--- Record extracts Enclosed Below ---
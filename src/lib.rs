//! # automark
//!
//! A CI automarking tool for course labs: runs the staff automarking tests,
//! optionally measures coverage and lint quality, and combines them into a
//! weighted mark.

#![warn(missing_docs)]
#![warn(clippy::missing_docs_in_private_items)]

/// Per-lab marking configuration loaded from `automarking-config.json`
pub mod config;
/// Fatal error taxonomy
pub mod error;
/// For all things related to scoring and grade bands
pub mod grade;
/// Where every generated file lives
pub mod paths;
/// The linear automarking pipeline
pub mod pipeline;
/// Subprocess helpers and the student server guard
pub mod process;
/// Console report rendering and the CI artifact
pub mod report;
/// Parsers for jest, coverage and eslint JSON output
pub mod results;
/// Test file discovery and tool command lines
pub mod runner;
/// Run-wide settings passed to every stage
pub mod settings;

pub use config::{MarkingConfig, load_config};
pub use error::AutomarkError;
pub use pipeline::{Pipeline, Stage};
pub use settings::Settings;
--- End of Enclosed Record extracts ---
--- Record extracts Enclosed Below ---
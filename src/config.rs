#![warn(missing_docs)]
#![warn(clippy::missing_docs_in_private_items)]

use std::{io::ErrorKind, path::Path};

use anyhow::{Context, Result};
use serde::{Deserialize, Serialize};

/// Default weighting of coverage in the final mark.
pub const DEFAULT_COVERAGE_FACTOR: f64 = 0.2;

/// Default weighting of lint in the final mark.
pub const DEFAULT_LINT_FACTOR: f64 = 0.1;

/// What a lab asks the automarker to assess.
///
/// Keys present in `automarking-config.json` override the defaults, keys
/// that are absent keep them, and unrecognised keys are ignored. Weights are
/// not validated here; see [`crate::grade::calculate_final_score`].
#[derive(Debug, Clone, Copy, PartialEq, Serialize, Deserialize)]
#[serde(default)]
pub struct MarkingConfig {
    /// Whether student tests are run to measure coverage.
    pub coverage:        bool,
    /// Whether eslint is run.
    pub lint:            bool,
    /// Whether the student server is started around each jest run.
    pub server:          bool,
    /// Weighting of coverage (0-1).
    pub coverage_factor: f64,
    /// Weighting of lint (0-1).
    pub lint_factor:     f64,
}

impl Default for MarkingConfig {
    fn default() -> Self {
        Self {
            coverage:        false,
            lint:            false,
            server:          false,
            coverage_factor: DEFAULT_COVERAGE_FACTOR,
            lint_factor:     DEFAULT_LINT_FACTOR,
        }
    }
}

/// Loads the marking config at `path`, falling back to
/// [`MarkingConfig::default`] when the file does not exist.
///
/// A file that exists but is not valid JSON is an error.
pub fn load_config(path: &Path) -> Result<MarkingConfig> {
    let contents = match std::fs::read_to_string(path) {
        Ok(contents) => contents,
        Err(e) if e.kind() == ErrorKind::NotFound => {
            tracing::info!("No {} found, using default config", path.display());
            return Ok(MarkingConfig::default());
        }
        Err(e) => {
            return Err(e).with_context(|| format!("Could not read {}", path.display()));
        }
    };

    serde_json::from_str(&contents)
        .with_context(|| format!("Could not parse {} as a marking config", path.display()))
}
--- End of Enclosed Record extracts ---
--- Record extracts Enclosed Below ---
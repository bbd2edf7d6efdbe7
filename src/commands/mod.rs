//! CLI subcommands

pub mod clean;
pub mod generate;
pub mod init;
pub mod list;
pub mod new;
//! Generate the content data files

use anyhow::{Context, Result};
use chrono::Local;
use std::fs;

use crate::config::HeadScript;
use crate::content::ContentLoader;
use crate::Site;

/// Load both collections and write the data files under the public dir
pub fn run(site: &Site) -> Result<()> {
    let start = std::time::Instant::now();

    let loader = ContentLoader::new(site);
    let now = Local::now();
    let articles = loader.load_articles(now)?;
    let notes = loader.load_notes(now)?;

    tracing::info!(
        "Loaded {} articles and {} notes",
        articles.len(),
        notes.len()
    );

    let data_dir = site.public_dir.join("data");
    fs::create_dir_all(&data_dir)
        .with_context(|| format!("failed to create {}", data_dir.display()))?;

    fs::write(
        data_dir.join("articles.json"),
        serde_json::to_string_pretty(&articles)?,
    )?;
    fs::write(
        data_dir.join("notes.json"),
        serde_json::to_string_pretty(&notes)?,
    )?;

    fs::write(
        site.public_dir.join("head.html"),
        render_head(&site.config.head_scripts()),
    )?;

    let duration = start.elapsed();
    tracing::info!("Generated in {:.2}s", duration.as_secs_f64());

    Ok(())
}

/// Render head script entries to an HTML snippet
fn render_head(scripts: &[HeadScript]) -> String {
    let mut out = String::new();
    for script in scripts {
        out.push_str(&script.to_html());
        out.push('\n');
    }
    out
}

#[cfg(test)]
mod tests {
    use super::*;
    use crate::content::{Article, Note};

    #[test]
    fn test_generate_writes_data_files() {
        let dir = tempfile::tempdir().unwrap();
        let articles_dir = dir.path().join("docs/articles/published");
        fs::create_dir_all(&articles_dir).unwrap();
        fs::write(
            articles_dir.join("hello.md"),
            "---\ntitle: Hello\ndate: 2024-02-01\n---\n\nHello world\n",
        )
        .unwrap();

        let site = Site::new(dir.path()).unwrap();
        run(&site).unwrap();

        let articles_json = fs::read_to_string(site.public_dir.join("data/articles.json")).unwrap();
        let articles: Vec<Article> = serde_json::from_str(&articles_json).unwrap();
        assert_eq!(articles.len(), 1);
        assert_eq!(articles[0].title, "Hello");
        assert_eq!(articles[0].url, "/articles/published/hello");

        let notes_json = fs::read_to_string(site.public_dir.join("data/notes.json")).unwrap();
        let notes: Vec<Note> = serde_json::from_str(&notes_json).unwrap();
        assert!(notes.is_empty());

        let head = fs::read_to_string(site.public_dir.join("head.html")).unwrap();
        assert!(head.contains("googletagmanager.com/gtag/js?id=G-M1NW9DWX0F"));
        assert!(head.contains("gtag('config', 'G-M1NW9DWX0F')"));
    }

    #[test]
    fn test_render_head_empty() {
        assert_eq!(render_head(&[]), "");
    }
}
--- End of Enclosed Record extracts ---
# Problem description:
Collect from the data above every line that includes "notes".

# Answer for the task:
    let notes = loader.load_notes(now)?;
        "Loaded {} articles and {} notes",
        notes.len()
        data_dir.join("notes.json"),
        serde_json::to_string_pretty(&notes)?,
        let notes_json = fs::read_to_string(site.public_dir.join("data/notes.json")).unwrap();
        let notes: Vec<Note> = serde_json::from_str(&notes_json).unwrap();
        assert!(notes.is_empty());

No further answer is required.